Different dPCD processes in the model plant Arabidopsis thaliana show a set of commonly upregulated "dPCD signature" genes (Olvera-Carrillo et al. 2015). These co-regulation in these genes independent of specific cell type that prepares PCD execution argues for the existence of a core dPCD pathway that gets activated regardless of the developmental context. Interestingly, many dPCD signature genes show orthologs within the land plant lineage (Olvera-Carrillo et al. 2015), suggesting that this hypothetical core dPCD pathway has evolved during terrestrialization - the colonization of land habitats by previously aquatic organisms - over 400 million years ago. 

There are different approaches how to gain information on the evolution of dPCD in plants. One way is to investigate fossil records, which can give information on the morphology and histology of extinct plant species. Alternatively, comparative functional analyses of living species representing different branches of the plant tree of life can be undertaken, which allows to draw indirect conclusions about the presence or absence of molecular regulators in the hypothetical common ancestor of two given branches.

Following the latter approach, we investigated the molecular control of termination of flower receptivity by dPCD in the dicot Arabidopsis and in the monocot maize (Zea mays), representing two major plant lineages that have split over 100 million years ago. Arabidopsis and maize are not only evolutionary distant, but also exhibit drastically different flower morphologies and pollination strategies (see here). Nevertheless, we found that a close ortholog of the NAC transcription factor KIRA1 (KIR1), which controls stigma cell death and termination of receptivity in Arabidopsis (Gao, Daneva, et al. 2018), is responsible for the same function in maize: In maize, KIR1-like (KIL1) promotes senescence and degeneration of the style basis, effectively blocking the path for pollen tubes and therefore terminating flower receptivity (Šimášková, Daneva, et al. 2022). 

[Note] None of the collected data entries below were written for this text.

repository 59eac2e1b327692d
pub mod accuracy;
pub mod db;
pub mod error;
pub mod report;
pub mod review;
pub mod settings;
mod utils;

use std::{path::PathBuf, sync::Arc};

use db::Database;
use error::EngineError;
use report::ReportService;
use review::ReviewController;
use settings::SettingsStore;

pub use db::models;
pub use error::EngineError as Error;
pub use report::{ReportQuery, SUMMARY_REPORT_FIELDS};
pub use review::BackfillOutcome;

/// Everything a caller needs wired together: the store handle plus the
/// review and report services sharing it.
pub struct Engine {
    pub db: Database,
    pub reviews: ReviewController,
    pub reports: ReportService,
    pub settings: Arc<SettingsStore>,
}

impl Engine {
    pub fn open(db_path: PathBuf, settings_path: PathBuf) -> anyhow::Result<Self> {
        let db = Database::new(db_path)?;
        let settings = Arc::new(SettingsStore::new(settings_path)?);
        let reviews = ReviewController::new(db.clone());
        let reports = ReportService::new(db.clone(), Arc::clone(&settings));

        Ok(Self {
            db,
            reviews,
            reports,
            settings,
        })
    }
}

/// Maintenance entry point: open the store and run one backfill sweep.
///
/// Paths come from `SHELFPULSE_DB` and `SHELFPULSE_SETTINGS`, defaulting to
/// the working directory.
pub fn run() {
    // Initialize logging (reads RUST_LOG env var)
    env_logger::Builder::from_default_env()
        .filter_level(log::LevelFilter::Info)
        .init();

    log::info!("shelfpulse starting up...");

    let result = (|| -> anyhow::Result<()> {
        let db_path = std::env::var("SHELFPULSE_DB")
            .unwrap_or_else(|_| "shelfpulse.sqlite3".to_string());
        let settings_path = std::env::var("SHELFPULSE_SETTINGS")
            .unwrap_or_else(|_| "shelfpulse-settings.json".to_string());

        let engine = Engine::open(PathBuf::from(db_path), PathBuf::from(settings_path))?;
        let backfill = engine.settings.backfill();

        let runtime = tokio::runtime::Runtime::new()?;
        let outcome = runtime
            .block_on(engine.reviews.backfill(&backfill))
            .map_err(|err: EngineError| anyhow::anyhow!(err))?;

        log::info!(
            "Backfill finished: {} reviews recomputed across {} batches",
            outcome.reviews_updated,
            outcome.batches
        );
        Ok(())
    })();

    if let Err(err) = result {
        log::error!("shelfpulse failed: {err:#}");
        std::process::exit(1);
    }
}
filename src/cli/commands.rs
use std::path::PathBuf;

use clap::{Args, Parser, Subcommand};

use crate::model::config::Workflow;

#[derive(Parser)]
#[command(
    name = "pconf",
    about = concat!("pconf v", env!("CARGO_PKG_VERSION"), " - edit and run Pioneer parameter files"),
    version
)]
pub struct Cli {
    #[command(subcommand)]
    pub command: Option<Commands>,

    /// Output as JSON
    #[arg(long, global = true)]
    pub json: bool,
}

#[derive(Subcommand)]
pub enum Commands {
    /// Print the default parameters for a workflow
    Defaults(DefaultsArgs),
    /// List every leaf path in a parameter file
    Paths(PathsArgs),
    /// Print the value at a dotted path
    Get(GetArgs),
    /// Set the value at a dotted path
    Set(SetArgs),
    /// Remove the value at a dotted path
    Unset(UnsetArgs),
    /// Merge an overlay file onto a base file
    Merge(MergeArgs),
    /// Run a workflow with a parameter file, streaming its output
    Run(RunArgs),
}

#[derive(Args)]
pub struct DefaultsArgs {
    /// Workflow (build or search)
    pub workflow: Workflow,
    /// Print the simplified schema instead
    #[arg(long)]
    pub simplified: bool,
}

#[derive(Args)]
pub struct PathsArgs {
    /// Parameter file
    pub file: PathBuf,
    /// Only paths the workflow marks as important
    #[arg(long, value_name = "WORKFLOW")]
    pub important: Option<Workflow>,
}

#[derive(Args)]
pub struct GetArgs {
    /// Parameter file
    pub file: PathBuf,
    /// Dotted path, e.g. global.isotope_settings.err_bounds.0
    pub path: String,
}

#[derive(Args)]
pub struct SetArgs {
    /// Parameter file
    pub file: PathBuf,
    /// Dotted path
    pub path: String,
    /// New value: true/false, a number, a JSON literal, or plain text
    pub value: String,
    /// Write here instead of updating the file in place
    #[arg(short, long)]
    pub output: Option<PathBuf>,
}

#[derive(Args)]
pub struct UnsetArgs {
    /// Parameter file
    pub file: PathBuf,
    /// Dotted path
    pub path: String,
    /// Write here instead of updating the file in place
    #[arg(short, long)]
    pub output: Option<PathBuf>,
}

#[derive(Args)]
pub struct MergeArgs {
    /// Base parameters
    pub base: PathBuf,
    /// Overlay whose values win
    pub overlay: PathBuf,
    /// Write the result here instead of printing it
    #[arg(short, long)]
    pub output: Option<PathBuf>,
}

#[derive(Args)]
pub struct RunArgs {
    /// Workflow (build or search)
    pub workflow: Workflow,
    /// Parameter file, merged onto the defaults before running
    pub config: PathBuf,
}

These results suggest that KIR1 and KIL1 have either been used by the common ancestor of monocots and dicots to terminate floral receptivity by promoting dPCD, or that each ortholog has been recruited independently to perform this function. Given that a KIL1-ortholog also has been shown to promote pith dPCD in the hollow stems of the monocot Sorghum bicolor (Fujimoto et al. 2018), recruitment of KIL1-pathways to different developmental contexts is an intriguing possibility.

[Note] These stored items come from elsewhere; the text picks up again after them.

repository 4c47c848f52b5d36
pub mod commands;
pub mod handlers;
pub mod output;
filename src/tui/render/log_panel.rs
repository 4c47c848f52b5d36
use ratatui::Frame;
use ratatui::layout::Rect;
use ratatui::style::{Modifier, Style};
use ratatui::text::{Line, Span};
use ratatui::widgets::{Block, Borders, Paragraph};

use crate::tui::app::App;
use crate::util::text::truncate_to_width;

/// Tail of the current run's output, newest line at the bottom
pub fn render_log_panel(frame: &mut Frame, app: &App, area: Rect) {
    let bg = app.theme.background;

    let title = match &app.run_status {
        Some(run) => format!(" {} \u{2500} {} ", run.workflow.label(), run.log_path.display()),
        None => " Run log ".to_string(),
    };
    let block = Block::default()
        .borders(Borders::TOP)
        .title(Span::styled(
            title,
            Style::default()
                .fg(app.theme.text_bright)
                .bg(bg)
                .add_modifier(Modifier::BOLD),
        ))
        .border_style(Style::default().fg(app.theme.dim).bg(bg))
        .style(Style::default().bg(bg));

    let inner_height = area.height.saturating_sub(1) as usize;
    let width = area.width as usize;
    let start = app.run_log.len().saturating_sub(inner_height);
    let lines: Vec<Line> = app.run_log[start..]
        .iter()
        .map(|line| {
            let color = if line.starts_with("stderr: ") {
                app.theme.yellow
            } else {
                app.theme.text
            };
            Line::from(Span::styled(
                truncate_to_width(line, width),
                Style::default().fg(color).bg(bg),
            ))
        })
        .collect();

    let body = if lines.is_empty() {
        vec![Line::from(Span::styled(
            "no output yet (x runs the current workflow)",
            Style::default().fg(app.theme.dim).bg(bg),
        ))]
    } else {
        lines
    };

    let paragraph = Paragraph::new(body).block(block);
    frame.render_widget(paragraph, area);
}
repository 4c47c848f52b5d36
use crossterm::event::{KeyCode, KeyEvent, KeyModifiers};

use crate::model::workspace::Message;
use crate::tui::app::{App, Mode};
use crate::tui::editor::{Commit, Control, InputSession, toggle_event};

/// Start editing the row under the cursor. Toggles flip immediately; groups
/// fold; null placeholders stay read-only.
pub(super) fn begin_edit(app: &mut App) {
    let Some(row) = app.selected_row() else {
        return;
    };
    match row.control {
        Control::Toggle(_) => {
            if let Some(event) = toggle_event(&row) {
                let workflow = app.current_workflow();
                app.dispatch(Message::Edit { workflow, event });
            }
        }
        Control::Group { .. } => app.toggle_collapse(),
        Control::Placeholder => app.set_error(format!("{} is null and cannot be edited", row.path)),
        _ => {
            if let Some(session) = InputSession::begin(&row) {
                app.input = Some(session);
                app.mode = Mode::Edit;
            }
        }
    }
}

pub(super) fn handle_edit(app: &mut App, key: KeyEvent) {
    let Some(input) = &mut app.input else {
        app.mode = Mode::Navigate;
        return;
    };

    match (key.modifiers, key.code) {
        (_, KeyCode::Esc) => {
            input.revert();
            finish(app);
        }
        (KeyModifiers::CONTROL, KeyCode::Char('s')) => commit(app),
        (m, KeyCode::Enter) if input.is_multiline() && !m.contains(KeyModifiers::ALT) => {
            input.insert_char('\n');
        }
        (_, KeyCode::Enter) => commit(app),
        (_, KeyCode::Backspace) => input.backspace(),
        (_, KeyCode::Delete) => input.delete(),
        (_, KeyCode::Left) => input.move_left(),
        (_, KeyCode::Right) => input.move_right(),
        (_, KeyCode::Home) => input.home(),
        (_, KeyCode::End) => input.end(),
        (m, KeyCode::Char(c)) if !m.contains(KeyModifiers::CONTROL) => input.insert_char(c),
        _ => {}
    }
}

/// Emit the edit, or revert when the text does not parse. Untouched text
/// just leaves Edit mode.
fn commit(app: &mut App) {
    let Some(input) = app.input.take() else {
        return;
    };
    match input.commit() {
        Commit::Emit(event) => {
            let workflow = app.current_workflow();
            let path = event.path.clone();
            app.dispatch(Message::Edit { workflow, event });
            app.select_path(&path);
        }
        Commit::Revert => {
            app.set_error(format!(
                "`{}` is not a number; kept {}",
                input.buffer,
                input.committed_text()
            ));
        }
        Commit::Unchanged => {}
    }
    app.mode = Mode::Navigate;
}

fn finish(app: &mut App) {
    app.input = None;
    app.mode = Mode::Navigate;
}

#[cfg(test)]
mod tests {
    use crossterm::event::{KeyCode, KeyEvent, KeyModifiers};
    use pretty_assertions::assert_eq;

    use super::super::test_keys::*;
    use crate::model::config::{ConfigSchema, Settings, Workflow};
    use crate::model::value::JsonValue;
    use crate::model::workspace::{ConfigState, Workspace};
    use crate::tui::app::{App, Mode};
    use crate::tui::input::{handle_key, handle_paste};
    use serde_json::json;

    fn app() -> App {
        let mut ws = Workspace::new();
        ws.insert(
            Workflow::SearchDia,
            ConfigState::from_schema(ConfigSchema {
                default_config: JsonValue::from(json!({
                    "q_value": 0.01,
                    "name": "run",
                    "charges": [2, 3],
                    "note": null
                })),
                simplified_config: JsonValue::empty_object(),
                persisted_config: None,
                persisted_path: None,
            }),
        );
        App::new(ws, Settings::default())
    }

    fn current(app: &App, key: &str) -> JsonValue {
        app.current_state()
            .and_then(|s| s.current.get_key(key).cloned())
            .unwrap()
    }

    #[test]
    fn number_edit_commits_on_enter() {
        let mut app = app();
        handle_key(&mut app, key(KeyCode::Enter));
        assert_eq!(app.mode, Mode::Edit);
        for _ in 0..4 {
            handle_key(&mut app, key(KeyCode::Backspace));
        }
        type_str(&mut app, "0.05");
        handle_key(&mut app, key(KeyCode::Enter));
        assert_eq!(app.mode, Mode::Navigate);
        assert_eq!(current(&app, "q_value"), JsonValue::from(0.05));
    }

    #[test]
    fn bad_number_reverts_without_emitting() {
        let mut app = app();
        handle_key(&mut app, key(KeyCode::Enter));
        type_str(&mut app, "x");
        handle_key(&mut app, key(KeyCode::Enter));
        assert_eq!(app.mode, Mode::Navigate);
        assert_eq!(current(&app, "q_value"), JsonValue::from(0.01));
        assert!(!app.current_state().unwrap().dirty);
        assert!(app.status.as_ref().is_some_and(|s| s.is_error));
    }

    #[test]
    fn enter_without_changes_keeps_tab_clean() {
        let mut app = app();
        handle_key(&mut app, key(KeyCode::Enter));
        handle_key(&mut app, key(KeyCode::Enter));
        assert_eq!(app.mode, Mode::Navigate);
        assert!(app.input.is_none());
        assert!(!app.current_state().unwrap().dirty);
        assert!(app.status.is_none());
    }

    #[test]
    fn escape_discards_text() {
        let mut app = app();
        handle_key(&mut app, ch('j'));
        handle_key(&mut app, ch('e'));
        type_str(&mut app, "zzz");
        handle_key(&mut app, key(KeyCode::Esc));
        assert!(app.input.is_none());
        assert_eq!(current(&app, "name"), JsonValue::from("run"));
    }

    #[test]
    fn list_edit_takes_newlines_until_ctrl_s() {
        let mut app = app();
        handle_key(&mut app, ch('G'));
        handle_key(&mut app, ch('k'));
        handle_key(&mut app, key(KeyCode::Enter));
        handle_key(&mut app, key(KeyCode::Enter));
        handle_key(&mut app, key(KeyCode::Enter));
        type_str(&mut app, "4");
        assert_eq!(app.mode, Mode::Edit);
        handle_key(&mut app, ctrl('s'));
        assert_eq!(app.mode, Mode::Navigate);
        assert_eq!(current(&app, "charges"), JsonValue::from(json!([2, 3, 4])));
    }

    #[test]
    fn alt_enter_commits_list() {
        let mut app = app();
        handle_key(&mut app, ch('G'));
        handle_key(&mut app, ch('k'));
        handle_key(&mut app, key(KeyCode::Enter));
        handle_paste(&mut app, "\ntrue");
        handle_key(&mut app, KeyEvent::new(KeyCode::Enter, KeyModifiers::ALT));
        assert_eq!(current(&app, "charges"), JsonValue::from(json!([2, 3, true])));
    }

    #[test]
    fn null_is_read_only() {
        let mut app = app();
        handle_key(&mut app, ch('G'));
        handle_key(&mut app, key(KeyCode::Enter));
        assert_eq!(app.mode, Mode::Navigate);
        assert!(app.status.as_ref().is_some_and(|s| s.is_error));
    }
}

Encouraged by these results, we teamed up with Justin Goodrich (University of Edinburgh) and Gwyneth Ingram (ENS Lyon) to investigate the water-conducting tissue of Marchantia polymorpha, a representative of the basal land plant lineage liverworts. Marchantia does not produce a vascular tissue, and its flat bifurcating plant body ("thallus") does not produce roots, but is anchored in the substrate by tip-growing rhizoid cells that resemble root hairs. Some of these rhizoids have a smooth cell wall, and some produce finger-like cell wall protrusions into the cell lumen, and have been termed "pegged rhizoids". These pegged rhizoids also form bundles that run along the underside of the thallus in bundles reminiscent of vascular bundles. Therefore, pegged rhizoids have been implicated in water transport, in analogy to the xylem of vascular plants (Duckett et al. 2013).

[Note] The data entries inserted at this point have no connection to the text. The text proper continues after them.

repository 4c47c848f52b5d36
pub mod help_overlay;
pub mod log_panel;
pub mod status_row;
pub mod tab_bar;
pub mod tree_view;

#[cfg(test)]
pub mod test_helpers;

use ratatui::Frame;
use ratatui::layout::{Constraint, Direction, Layout};
use ratatui::style::Style;
use ratatui::text::Span;
use ratatui::widgets::Block;
use regex::Regex;

use super::app::App;

/// Height of the run log panel when shown
const LOG_PANEL_HEIGHT: u16 = 10;

/// Main render function, dispatches to sub-renderers
pub fn render(frame: &mut Frame, app: &mut App) {
    let area = frame.area();

    // Background fill
    let bg_style = Style::default().bg(app.theme.background);
    frame.render_widget(Block::default().style(bg_style), area);

    // Layout: tab bar (2 rows) | tree | [log panel] | status row (1 row)
    let log_height = if app.show_log { LOG_PANEL_HEIGHT } else { 0 };
    let chunks = Layout::default()
        .direction(Direction::Vertical)
        .constraints([
            Constraint::Length(2),
            Constraint::Min(1),
            Constraint::Length(log_height),
            Constraint::Length(1),
        ])
        .split(area);

    tab_bar::render_tab_bar(frame, app, chunks[0]);
    tree_view::render_tree_view(frame, app, chunks[1]);
    if app.show_log {
        log_panel::render_log_panel(frame, app, chunks[2]);
    }
    status_row::render_status_row(frame, app, chunks[3]);

    // Help overlay (rendered on top of everything)
    if app.show_help {
        help_overlay::render_help_overlay(frame, app, frame.area());
    }
}

/// Push spans for text with regex match highlighting. If no regex or no matches,
/// pushes a single span with `base_style`. Otherwise splits text at match boundaries.
pub(super) fn push_highlighted_spans<'a>(
    spans: &mut Vec<Span<'a>>,
    text: &str,
    base_style: Style,
    highlight_style: Style,
    search_re: Option<&Regex>,
) {
    let Some(re) = search_re else {
        spans.push(Span::styled(text.to_string(), base_style));
        return;
    };

    let mut last_end = 0;
    for m in re.find_iter(text) {
        if m.start() > last_end {
            spans.push(Span::styled(
                text[last_end..m.start()].to_string(),
                base_style,
            ));
        }
        if m.end() > m.start() {
            spans.push(Span::styled(
                text[m.start()..m.end()].to_string(),
                highlight_style,
            ));
        }
        last_end = m.end();
    }
    if last_end < text.len() || text.is_empty() {
        spans.push(Span::styled(text[last_end..].to_string(), base_style));
    }
}
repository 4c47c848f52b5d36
mod run;
pub use run::cmd_run;

use std::path::{Path, PathBuf};

use tracing::debug;

use crate::cli::commands::*;
use crate::cli::output::*;
use crate::io::config_io::{read_json_file, read_settings, write_json_file};
use crate::io::logging::init_stderr_logging;
use crate::io::schema::{ConfigSource, simplified_defaults, workflow_defaults};
use crate::model::path::JsonPath;
use crate::model::value::JsonValue;
use crate::ops::scalar_text::parse_scalar_line;
use crate::ops::{ImportantPaths, collect_leaf_paths, deep_merge, delete_at, get, set};

// ---------------------------------------------------------------------------
// Dispatch
// ---------------------------------------------------------------------------

pub fn dispatch(cli: Cli) -> Result<(), Box<dyn std::error::Error>> {
    let json = cli.json;

    match cli.command {
        None => crate::tui::run(),
        Some(cmd) => {
            init_stderr_logging();
            match cmd {
                Commands::Defaults(args) => cmd_defaults(args, json),
                Commands::Paths(args) => cmd_paths(args, json),
                Commands::Get(args) => cmd_get(args, json),
                Commands::Set(args) => cmd_set(args, json),
                Commands::Unset(args) => cmd_unset(args, json),
                Commands::Merge(args) => cmd_merge(args),
                Commands::Run(args) => cmd_run(args, json),
            }
        }
    }
}

fn print_json<T: serde::Serialize>(value: &T) -> Result<(), Box<dyn std::error::Error>> {
    println!("{}", serde_json::to_string_pretty(value)?);
    Ok(())
}

/// `-o` target, or the input file itself
fn write_target<'a>(file: &'a Path, output: &'a Option<PathBuf>) -> &'a Path {
    output.as_deref().unwrap_or(file)
}

// ---------------------------------------------------------------------------
// Read commands
// ---------------------------------------------------------------------------

fn cmd_defaults(args: DefaultsArgs, json: bool) -> Result<(), Box<dyn std::error::Error>> {
    let (config, source) = if args.simplified {
        (simplified_defaults(args.workflow)?, ConfigSource::Fallback)
    } else {
        workflow_defaults(&read_settings(), args.workflow)?
    };

    if json {
        print_json(&DefaultsJson {
            workflow: args.workflow,
            source,
            simplified: args.simplified,
            config: &config,
        })
    } else {
        println!("{}", config.to_pretty_string());
        Ok(())
    }
}

fn cmd_paths(args: PathsArgs, json: bool) -> Result<(), Box<dyn std::error::Error>> {
    let value = read_json_file(&args.file)?;
    let important = match args.important {
        Some(workflow) => Some(ImportantPaths::from_simplified(&simplified_defaults(
            workflow,
        )?)),
        None => None,
    };

    let leaves: Vec<JsonPath> = collect_leaf_paths(&value)
        .into_iter()
        .filter(|path| important.as_ref().is_none_or(|imp| imp.contains(path)))
        .collect();

    if json {
        let entries: Vec<LeafJson> = leaves
            .iter()
            .filter_map(|path| {
                get(&value, path).map(|leaf| LeafJson {
                    path: path.dotted(),
                    value: leaf,
                    important: important.is_some(),
                })
            })
            .collect();
        return print_json(&entries);
    }

    for path in &leaves {
        println!("{}", path);
    }
    Ok(())
}

fn cmd_get(args: GetArgs, json: bool) -> Result<(), Box<dyn std::error::Error>> {
    let value = read_json_file(&args.file)?;
    let path = JsonPath::parse_against(&value, &args.path);
    let found = get(&value, &path)
        .ok_or_else(|| format!("no value at '{}' in {}", args.path, args.file.display()))?;

    if json {
        print_json(&ValueJson {
            path: path.dotted(),
            type_name: found.type_name(),
            value: found,
        })
    } else {
        println!("{}", format_value(found));
        Ok(())
    }
}

// ---------------------------------------------------------------------------
// Write commands
// ---------------------------------------------------------------------------

fn cmd_set(args: SetArgs, json: bool) -> Result<(), Box<dyn std::error::Error>> {
    let value = read_json_file(&args.file)?;
    let path = JsonPath::parse_against(&value, &args.path);
    let new_value = parse_scalar_line(&args.value);
    let updated = set(&value, &path, new_value.clone());

    // set leaves the document alone when a parent is missing or the wrong kind
    if get(&updated, &path) != Some(&new_value) {
        return Err(format!(
            "cannot set '{}': no object or array to hold it in {}",
            args.path,
            args.file.display()
        )
        .into());
    }

    let target = write_target(&args.file, &args.output);
    write_json_file(target, &updated)?;
    debug!(path = %path, file = %target.display(), "set value");

    if json {
        print_json(&WriteJson {
            file: target.display().to_string(),
            path: path.dotted(),
            value: Some(&new_value),
            changed: get(&value, &path) != Some(&new_value),
        })
    } else {
        println!("{} = {}", path, new_value);
        Ok(())
    }
}

fn cmd_unset(args: UnsetArgs, json: bool) -> Result<(), Box<dyn std::error::Error>> {
    let value = read_json_file(&args.file)?;
    let path = JsonPath::parse_against(&value, &args.path);
    if path.is_empty() {
        return Err("cannot unset the whole document".into());
    }
    if get(&value, &path).is_none() {
        return Err(format!("no value at '{}' in {}", args.path, args.file.display()).into());
    }

    let updated = delete_at(&value, &path);
    let target = write_target(&args.file, &args.output);
    write_json_file(target, &updated)?;

    if json {
        print_json(&WriteJson {
            file: target.display().to_string(),
            path: path.dotted(),
            value: None,
            changed: true,
        })
    } else {
        println!("removed {}", path);
        Ok(())
    }
}

fn cmd_merge(args: MergeArgs) -> Result<(), Box<dyn std::error::Error>> {
    let base = read_json_file(&args.base)?;
    let overlay = read_json_file(&args.overlay)?;
    let merged: JsonValue = deep_merge(&base, &overlay);

    match &args.output {
        Some(target) => {
            write_json_file(target, &merged)?;
            println!("wrote {}", target.display());
        }
        None => println!("{}", merged.to_pretty_string()),
    }
    Ok(())
}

We identified a bHLH transcription factor, MpZOU1, which together with its interaction partner MpICE1 promotes pegged rhizoid formation in Marchantia (Lu et al. 2024). Like its functional but non-related vascular plan counterparts, the VND NAC transcription factors, MpZOU1 is important to control two central features of effective water conducting cells: Cell wall reinforcement and programmed cell death.